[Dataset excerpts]
::::::
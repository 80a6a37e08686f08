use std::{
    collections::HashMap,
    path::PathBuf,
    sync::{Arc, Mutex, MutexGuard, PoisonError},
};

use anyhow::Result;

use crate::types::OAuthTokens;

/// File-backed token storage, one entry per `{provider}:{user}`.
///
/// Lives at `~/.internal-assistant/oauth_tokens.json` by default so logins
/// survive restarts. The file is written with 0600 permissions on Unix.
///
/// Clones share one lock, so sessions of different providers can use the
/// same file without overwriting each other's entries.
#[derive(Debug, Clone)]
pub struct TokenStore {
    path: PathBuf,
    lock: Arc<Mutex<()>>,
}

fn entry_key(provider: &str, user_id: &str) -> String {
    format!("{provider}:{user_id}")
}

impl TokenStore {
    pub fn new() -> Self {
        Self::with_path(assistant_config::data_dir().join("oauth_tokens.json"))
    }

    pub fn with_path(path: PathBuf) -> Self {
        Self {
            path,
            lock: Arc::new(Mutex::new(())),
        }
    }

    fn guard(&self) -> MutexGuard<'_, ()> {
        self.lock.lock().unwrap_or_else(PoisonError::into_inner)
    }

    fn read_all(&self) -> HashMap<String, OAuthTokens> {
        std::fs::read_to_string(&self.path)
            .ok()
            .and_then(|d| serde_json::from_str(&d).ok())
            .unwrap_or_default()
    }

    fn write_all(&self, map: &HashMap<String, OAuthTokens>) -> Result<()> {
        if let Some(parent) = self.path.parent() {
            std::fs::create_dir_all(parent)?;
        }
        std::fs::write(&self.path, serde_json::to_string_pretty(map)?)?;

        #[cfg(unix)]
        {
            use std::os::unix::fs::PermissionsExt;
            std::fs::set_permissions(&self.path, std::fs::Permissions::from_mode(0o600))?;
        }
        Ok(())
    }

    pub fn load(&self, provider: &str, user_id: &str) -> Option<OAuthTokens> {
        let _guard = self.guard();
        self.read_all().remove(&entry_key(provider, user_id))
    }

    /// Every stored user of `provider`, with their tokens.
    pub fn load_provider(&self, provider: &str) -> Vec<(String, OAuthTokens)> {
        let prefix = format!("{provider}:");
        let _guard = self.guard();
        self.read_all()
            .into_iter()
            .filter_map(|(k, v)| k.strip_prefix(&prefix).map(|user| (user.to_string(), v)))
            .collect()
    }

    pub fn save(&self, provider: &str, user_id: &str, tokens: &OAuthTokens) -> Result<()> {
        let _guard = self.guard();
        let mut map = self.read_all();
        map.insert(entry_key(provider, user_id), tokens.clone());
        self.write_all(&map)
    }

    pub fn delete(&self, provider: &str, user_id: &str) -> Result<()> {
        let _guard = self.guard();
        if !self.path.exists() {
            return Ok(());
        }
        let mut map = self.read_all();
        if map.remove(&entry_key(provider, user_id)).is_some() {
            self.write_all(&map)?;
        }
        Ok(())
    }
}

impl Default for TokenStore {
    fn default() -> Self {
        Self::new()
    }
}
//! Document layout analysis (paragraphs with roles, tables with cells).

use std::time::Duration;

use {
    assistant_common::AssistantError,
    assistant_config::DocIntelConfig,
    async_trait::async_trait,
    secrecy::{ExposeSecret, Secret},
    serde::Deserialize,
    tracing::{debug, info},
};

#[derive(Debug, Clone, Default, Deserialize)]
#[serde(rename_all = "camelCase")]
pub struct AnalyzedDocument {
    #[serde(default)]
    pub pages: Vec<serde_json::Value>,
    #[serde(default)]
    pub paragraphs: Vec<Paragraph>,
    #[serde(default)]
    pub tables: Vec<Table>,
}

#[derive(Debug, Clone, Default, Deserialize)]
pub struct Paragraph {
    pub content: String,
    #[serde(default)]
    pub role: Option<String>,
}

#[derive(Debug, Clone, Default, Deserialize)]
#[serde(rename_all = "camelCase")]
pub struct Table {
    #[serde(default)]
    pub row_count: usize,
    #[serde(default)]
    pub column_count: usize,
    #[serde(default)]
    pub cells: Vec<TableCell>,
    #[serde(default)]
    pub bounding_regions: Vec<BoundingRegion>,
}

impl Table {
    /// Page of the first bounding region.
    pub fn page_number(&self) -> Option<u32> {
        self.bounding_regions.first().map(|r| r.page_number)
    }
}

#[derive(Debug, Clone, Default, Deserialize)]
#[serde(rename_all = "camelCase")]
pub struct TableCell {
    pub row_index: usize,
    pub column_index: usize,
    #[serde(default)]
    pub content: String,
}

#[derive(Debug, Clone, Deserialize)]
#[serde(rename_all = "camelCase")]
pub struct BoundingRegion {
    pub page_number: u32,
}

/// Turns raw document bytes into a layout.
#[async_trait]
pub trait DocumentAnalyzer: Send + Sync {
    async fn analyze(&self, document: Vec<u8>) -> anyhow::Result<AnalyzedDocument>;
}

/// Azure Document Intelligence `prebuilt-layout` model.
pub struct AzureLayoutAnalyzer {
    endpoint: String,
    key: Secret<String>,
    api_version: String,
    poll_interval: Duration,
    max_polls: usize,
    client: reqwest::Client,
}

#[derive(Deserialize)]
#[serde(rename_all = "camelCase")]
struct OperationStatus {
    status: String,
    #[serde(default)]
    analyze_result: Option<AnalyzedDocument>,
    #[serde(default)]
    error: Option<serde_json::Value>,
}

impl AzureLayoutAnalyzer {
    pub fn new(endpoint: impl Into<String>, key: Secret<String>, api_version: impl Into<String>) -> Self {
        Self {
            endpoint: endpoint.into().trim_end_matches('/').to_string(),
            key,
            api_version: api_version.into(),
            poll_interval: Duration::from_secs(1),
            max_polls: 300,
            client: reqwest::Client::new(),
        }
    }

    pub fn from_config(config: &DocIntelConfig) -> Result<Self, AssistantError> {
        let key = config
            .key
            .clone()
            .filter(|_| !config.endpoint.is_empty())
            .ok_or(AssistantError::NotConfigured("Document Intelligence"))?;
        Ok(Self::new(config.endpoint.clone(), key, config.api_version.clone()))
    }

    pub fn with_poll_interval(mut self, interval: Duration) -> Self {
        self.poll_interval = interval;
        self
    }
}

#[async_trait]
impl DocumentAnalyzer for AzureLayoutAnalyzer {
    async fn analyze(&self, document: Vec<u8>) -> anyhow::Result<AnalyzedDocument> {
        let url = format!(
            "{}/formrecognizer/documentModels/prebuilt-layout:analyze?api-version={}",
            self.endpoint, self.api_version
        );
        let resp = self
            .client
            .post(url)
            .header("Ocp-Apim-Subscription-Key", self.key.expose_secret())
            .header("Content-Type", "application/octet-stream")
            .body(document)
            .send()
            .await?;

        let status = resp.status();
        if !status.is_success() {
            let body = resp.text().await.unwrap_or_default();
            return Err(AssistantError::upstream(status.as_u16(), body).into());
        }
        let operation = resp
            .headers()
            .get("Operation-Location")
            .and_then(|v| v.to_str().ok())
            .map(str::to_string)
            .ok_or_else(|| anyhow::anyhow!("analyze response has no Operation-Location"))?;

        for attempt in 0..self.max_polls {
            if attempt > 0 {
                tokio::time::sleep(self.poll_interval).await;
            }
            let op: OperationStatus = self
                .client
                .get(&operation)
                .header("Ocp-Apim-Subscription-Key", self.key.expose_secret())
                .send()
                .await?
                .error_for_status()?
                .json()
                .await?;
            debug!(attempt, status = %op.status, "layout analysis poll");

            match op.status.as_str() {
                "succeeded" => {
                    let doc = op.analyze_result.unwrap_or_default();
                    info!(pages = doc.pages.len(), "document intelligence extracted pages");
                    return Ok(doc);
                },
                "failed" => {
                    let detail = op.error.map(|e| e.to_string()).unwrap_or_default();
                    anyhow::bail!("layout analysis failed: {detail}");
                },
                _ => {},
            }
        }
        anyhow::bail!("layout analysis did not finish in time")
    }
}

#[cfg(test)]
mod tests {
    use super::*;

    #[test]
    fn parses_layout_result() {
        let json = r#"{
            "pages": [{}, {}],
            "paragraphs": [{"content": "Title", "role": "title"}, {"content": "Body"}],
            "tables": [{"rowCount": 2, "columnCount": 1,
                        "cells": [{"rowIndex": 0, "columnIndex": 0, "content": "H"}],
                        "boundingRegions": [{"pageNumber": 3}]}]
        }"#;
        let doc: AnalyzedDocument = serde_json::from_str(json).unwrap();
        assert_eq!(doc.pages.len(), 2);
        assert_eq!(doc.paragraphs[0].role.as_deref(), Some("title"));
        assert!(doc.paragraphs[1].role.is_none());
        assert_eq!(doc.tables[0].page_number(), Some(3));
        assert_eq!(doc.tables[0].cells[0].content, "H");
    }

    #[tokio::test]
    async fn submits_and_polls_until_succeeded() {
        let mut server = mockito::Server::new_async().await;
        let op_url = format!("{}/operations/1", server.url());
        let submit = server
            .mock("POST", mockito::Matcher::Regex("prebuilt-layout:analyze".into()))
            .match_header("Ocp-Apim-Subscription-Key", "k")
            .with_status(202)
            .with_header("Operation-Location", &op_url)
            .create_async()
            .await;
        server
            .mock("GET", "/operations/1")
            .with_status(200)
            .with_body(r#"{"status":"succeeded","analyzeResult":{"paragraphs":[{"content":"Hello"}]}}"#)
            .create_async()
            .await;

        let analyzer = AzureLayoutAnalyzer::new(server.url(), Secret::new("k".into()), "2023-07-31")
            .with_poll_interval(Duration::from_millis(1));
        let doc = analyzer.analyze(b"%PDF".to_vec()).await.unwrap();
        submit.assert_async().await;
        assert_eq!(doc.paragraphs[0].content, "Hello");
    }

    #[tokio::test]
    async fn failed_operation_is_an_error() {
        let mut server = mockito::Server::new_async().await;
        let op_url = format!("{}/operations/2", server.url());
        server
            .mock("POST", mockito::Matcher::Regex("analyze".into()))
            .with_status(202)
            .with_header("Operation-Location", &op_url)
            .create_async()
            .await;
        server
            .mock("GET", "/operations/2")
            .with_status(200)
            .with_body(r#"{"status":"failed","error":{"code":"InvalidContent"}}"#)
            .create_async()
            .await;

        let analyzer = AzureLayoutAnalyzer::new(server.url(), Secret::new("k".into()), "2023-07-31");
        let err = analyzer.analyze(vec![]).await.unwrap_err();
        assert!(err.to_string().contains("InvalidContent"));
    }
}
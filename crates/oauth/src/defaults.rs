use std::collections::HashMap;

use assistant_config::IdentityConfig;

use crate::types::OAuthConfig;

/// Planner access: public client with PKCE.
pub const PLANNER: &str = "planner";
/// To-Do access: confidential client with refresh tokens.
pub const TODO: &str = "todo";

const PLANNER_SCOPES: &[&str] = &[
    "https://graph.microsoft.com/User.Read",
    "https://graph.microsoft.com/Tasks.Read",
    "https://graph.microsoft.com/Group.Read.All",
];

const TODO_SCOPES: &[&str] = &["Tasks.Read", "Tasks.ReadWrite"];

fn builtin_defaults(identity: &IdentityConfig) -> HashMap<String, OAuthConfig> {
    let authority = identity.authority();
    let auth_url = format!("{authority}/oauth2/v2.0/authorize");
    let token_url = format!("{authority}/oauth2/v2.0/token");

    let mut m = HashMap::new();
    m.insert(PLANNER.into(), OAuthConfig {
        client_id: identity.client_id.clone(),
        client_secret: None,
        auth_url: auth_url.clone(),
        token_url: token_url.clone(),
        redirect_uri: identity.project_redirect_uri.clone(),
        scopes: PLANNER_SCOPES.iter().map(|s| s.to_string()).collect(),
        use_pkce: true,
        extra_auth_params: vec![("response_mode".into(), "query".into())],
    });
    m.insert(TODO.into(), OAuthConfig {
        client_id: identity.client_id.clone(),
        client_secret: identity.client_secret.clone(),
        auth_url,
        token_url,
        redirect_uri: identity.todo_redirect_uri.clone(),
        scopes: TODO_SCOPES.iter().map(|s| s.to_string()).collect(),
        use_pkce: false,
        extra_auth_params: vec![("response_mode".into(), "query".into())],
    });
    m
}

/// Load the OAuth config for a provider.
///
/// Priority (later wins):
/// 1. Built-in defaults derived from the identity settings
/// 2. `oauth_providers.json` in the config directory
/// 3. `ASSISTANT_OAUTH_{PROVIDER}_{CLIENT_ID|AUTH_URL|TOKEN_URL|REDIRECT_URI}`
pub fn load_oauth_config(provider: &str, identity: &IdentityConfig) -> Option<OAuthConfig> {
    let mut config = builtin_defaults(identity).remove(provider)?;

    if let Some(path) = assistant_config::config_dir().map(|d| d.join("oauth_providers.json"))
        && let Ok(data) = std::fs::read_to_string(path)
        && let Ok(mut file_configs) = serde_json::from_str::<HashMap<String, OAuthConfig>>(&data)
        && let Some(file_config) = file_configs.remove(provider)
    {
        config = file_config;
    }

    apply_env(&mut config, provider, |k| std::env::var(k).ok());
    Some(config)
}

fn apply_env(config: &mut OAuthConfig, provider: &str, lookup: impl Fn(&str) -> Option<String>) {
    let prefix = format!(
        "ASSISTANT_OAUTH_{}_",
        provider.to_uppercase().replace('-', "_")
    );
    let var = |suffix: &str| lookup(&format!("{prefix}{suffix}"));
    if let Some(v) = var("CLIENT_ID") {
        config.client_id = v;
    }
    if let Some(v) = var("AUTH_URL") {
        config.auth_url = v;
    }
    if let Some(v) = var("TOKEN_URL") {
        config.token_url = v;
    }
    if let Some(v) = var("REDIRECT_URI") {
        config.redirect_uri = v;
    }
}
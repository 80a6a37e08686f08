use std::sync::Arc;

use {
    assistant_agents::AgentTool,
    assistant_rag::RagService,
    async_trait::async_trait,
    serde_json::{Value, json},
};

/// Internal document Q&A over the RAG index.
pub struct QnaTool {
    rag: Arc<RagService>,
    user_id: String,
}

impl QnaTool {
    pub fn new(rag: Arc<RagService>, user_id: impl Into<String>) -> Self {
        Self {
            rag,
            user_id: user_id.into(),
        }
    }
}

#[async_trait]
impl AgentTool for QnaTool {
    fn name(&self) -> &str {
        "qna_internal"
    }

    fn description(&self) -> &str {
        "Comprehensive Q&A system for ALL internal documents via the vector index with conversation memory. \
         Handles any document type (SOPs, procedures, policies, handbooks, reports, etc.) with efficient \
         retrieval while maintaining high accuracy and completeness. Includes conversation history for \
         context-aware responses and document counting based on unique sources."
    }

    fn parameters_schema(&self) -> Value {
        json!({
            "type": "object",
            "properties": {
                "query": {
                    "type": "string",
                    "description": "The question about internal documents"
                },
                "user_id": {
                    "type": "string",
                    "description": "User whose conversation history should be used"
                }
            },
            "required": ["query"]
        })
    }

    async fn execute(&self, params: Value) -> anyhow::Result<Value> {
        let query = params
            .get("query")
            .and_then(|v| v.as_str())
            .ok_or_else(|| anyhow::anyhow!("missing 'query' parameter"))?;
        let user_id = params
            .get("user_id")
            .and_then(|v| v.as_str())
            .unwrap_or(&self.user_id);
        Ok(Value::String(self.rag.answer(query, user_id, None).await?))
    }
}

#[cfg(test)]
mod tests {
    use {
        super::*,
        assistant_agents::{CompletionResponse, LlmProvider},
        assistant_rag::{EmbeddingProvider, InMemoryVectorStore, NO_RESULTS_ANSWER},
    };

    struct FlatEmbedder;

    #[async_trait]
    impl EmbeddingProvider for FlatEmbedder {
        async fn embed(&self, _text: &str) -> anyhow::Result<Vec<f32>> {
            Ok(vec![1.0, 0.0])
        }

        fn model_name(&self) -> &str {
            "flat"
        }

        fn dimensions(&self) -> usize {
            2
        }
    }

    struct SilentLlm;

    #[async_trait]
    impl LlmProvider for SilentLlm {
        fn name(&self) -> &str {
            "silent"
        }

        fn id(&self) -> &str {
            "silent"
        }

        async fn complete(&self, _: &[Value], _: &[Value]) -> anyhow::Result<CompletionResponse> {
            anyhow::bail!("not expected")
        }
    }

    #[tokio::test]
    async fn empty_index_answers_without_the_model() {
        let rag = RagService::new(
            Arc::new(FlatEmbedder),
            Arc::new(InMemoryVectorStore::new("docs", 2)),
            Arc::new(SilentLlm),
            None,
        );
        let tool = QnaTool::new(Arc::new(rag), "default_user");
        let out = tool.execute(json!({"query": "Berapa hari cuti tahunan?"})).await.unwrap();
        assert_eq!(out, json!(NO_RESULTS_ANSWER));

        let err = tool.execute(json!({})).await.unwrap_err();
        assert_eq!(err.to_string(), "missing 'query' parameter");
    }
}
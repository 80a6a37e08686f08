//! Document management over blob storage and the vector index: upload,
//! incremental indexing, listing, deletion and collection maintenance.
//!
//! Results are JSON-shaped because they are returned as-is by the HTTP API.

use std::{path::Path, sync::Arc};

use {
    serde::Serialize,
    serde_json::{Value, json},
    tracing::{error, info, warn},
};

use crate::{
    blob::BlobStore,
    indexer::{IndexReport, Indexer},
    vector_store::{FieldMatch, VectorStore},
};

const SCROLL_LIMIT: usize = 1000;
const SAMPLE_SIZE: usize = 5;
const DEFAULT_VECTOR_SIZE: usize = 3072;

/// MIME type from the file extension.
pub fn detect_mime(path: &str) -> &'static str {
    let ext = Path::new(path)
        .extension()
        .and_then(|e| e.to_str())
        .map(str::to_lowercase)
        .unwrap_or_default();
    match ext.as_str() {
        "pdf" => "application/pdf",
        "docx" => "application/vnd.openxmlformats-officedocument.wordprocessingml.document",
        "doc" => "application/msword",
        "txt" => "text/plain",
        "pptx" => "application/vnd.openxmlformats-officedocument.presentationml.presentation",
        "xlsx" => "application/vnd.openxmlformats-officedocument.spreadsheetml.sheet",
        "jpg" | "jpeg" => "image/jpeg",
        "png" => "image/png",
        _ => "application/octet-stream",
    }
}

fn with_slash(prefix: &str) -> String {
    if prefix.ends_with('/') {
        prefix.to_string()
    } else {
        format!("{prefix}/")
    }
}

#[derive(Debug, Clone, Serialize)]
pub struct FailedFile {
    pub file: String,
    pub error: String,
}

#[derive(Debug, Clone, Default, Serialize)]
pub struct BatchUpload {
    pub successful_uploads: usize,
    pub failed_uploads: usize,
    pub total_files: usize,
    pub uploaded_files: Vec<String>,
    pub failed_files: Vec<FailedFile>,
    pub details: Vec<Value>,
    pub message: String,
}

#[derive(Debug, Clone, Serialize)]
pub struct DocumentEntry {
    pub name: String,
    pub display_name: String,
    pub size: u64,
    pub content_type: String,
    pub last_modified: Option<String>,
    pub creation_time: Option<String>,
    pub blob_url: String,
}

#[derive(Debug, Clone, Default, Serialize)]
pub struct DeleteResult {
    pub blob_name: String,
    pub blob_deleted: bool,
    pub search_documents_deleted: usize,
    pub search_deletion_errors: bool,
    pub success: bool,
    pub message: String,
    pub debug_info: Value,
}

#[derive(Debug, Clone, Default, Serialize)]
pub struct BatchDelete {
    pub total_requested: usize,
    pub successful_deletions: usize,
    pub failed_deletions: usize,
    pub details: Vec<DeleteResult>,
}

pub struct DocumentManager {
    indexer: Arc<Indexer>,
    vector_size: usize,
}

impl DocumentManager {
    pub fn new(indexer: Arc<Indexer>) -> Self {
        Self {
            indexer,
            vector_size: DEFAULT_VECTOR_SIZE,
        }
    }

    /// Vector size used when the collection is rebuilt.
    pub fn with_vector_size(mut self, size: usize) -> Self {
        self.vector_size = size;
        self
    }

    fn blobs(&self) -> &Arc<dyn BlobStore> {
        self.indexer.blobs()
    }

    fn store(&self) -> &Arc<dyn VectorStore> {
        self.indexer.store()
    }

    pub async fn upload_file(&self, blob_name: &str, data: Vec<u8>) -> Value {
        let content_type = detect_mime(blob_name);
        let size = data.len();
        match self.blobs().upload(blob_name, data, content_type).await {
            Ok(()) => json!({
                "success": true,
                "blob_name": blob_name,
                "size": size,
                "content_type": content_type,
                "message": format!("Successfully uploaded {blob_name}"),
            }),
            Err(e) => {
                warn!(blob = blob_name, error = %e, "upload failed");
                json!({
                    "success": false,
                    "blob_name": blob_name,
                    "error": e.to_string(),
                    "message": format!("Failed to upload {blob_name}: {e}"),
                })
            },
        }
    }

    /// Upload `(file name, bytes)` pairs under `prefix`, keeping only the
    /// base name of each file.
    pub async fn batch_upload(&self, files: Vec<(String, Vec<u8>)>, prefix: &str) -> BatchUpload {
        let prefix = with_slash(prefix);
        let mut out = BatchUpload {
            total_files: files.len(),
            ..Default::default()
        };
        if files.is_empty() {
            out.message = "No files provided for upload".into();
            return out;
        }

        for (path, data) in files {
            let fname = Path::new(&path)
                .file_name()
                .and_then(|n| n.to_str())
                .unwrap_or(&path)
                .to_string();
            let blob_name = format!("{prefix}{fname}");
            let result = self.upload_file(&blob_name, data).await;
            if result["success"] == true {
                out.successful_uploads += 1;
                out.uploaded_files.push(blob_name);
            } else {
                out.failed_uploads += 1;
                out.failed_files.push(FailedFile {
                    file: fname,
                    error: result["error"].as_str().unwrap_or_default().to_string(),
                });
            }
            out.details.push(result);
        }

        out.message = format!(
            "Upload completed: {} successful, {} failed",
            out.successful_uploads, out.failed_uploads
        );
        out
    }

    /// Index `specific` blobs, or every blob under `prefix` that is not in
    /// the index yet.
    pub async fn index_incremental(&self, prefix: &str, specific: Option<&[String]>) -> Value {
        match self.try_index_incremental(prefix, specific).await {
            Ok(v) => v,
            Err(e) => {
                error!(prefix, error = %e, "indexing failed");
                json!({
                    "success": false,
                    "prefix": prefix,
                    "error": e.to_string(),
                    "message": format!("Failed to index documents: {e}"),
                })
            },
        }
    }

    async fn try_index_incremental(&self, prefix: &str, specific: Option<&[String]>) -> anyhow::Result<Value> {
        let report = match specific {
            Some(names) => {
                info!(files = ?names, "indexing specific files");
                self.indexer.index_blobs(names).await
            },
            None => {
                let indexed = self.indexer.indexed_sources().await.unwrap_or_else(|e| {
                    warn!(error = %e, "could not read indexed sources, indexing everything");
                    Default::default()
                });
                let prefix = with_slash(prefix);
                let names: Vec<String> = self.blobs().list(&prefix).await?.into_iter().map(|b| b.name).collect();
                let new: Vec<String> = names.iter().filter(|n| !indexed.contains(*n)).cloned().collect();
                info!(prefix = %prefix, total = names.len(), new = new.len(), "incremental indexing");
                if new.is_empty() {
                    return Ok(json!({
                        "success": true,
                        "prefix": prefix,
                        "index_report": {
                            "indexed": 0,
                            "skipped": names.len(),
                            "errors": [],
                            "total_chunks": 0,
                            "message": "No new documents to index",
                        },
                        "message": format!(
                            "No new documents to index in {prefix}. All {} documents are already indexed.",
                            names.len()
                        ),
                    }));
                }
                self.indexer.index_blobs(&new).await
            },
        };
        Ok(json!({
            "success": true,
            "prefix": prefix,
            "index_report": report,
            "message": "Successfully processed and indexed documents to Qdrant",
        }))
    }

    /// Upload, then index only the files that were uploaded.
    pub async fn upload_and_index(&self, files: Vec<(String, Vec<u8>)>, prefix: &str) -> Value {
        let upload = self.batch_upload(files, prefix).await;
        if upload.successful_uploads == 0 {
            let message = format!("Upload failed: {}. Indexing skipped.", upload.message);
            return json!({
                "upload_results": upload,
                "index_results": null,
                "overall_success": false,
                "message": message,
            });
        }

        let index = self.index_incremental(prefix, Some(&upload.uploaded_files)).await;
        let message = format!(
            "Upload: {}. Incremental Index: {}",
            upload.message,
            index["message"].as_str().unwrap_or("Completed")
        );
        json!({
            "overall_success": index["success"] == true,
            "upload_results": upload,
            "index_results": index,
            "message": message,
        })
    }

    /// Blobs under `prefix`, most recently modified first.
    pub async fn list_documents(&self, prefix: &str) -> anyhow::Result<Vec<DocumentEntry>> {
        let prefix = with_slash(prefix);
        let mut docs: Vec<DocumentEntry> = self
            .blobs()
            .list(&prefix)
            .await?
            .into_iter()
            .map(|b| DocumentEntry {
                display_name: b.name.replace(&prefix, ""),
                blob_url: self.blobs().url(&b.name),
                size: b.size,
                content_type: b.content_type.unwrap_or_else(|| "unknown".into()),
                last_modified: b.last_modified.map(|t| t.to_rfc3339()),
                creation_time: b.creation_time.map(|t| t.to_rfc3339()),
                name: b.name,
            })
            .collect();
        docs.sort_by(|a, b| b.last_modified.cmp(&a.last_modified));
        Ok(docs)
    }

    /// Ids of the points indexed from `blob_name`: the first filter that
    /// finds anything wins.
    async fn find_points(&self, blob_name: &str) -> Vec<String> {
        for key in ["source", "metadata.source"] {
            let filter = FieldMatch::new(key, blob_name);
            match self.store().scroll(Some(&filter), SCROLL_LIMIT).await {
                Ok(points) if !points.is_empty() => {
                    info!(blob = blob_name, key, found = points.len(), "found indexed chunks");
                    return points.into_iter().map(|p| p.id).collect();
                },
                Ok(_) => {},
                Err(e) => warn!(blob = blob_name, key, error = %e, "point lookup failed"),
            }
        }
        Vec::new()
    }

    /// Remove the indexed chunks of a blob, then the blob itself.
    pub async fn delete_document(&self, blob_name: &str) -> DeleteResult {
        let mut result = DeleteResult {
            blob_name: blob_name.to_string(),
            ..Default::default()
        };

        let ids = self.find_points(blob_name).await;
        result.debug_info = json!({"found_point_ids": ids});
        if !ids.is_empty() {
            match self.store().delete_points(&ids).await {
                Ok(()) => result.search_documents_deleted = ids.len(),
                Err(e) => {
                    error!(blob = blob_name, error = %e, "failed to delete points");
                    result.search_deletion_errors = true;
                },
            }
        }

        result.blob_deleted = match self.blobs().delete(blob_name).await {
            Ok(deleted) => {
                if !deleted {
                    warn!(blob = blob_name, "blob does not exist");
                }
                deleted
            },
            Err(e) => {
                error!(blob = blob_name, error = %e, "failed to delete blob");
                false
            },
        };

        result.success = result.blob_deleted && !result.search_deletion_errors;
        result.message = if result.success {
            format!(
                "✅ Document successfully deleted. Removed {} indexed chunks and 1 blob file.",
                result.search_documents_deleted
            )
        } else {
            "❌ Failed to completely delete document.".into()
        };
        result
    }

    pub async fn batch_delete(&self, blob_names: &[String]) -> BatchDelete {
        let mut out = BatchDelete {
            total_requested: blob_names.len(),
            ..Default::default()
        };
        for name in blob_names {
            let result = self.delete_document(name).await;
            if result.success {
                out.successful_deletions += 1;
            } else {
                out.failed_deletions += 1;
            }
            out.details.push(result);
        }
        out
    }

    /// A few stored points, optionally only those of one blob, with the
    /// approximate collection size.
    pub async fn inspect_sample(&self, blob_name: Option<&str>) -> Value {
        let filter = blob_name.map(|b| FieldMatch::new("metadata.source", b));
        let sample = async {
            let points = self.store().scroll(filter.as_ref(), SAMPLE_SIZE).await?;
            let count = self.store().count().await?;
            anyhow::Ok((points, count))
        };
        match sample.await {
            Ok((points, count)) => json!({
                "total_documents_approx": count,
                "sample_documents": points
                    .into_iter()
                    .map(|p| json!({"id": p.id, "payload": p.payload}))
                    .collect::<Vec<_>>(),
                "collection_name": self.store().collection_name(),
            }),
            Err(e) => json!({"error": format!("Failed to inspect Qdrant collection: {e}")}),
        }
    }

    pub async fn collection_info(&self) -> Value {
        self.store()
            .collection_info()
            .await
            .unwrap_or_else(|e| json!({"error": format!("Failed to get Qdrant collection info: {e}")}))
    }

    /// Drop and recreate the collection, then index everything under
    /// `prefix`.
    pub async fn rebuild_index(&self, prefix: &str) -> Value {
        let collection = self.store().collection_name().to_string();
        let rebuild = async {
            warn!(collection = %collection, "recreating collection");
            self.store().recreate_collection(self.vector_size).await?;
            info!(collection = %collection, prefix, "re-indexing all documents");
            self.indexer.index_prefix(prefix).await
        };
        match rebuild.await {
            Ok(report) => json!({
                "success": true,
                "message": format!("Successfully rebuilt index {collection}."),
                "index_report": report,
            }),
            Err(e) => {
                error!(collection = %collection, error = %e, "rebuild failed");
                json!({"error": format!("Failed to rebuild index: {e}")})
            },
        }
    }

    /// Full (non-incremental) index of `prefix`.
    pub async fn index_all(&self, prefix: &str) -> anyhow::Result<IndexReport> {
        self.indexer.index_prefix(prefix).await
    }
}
::::::
Exercise objective.
Lines in the records above that carry the word "bytes" are to be located and copied.

Reply.
/// Turns raw document bytes into a layout.
    /// Upload `(file name, bytes)` pairs under `prefix`, keeping only the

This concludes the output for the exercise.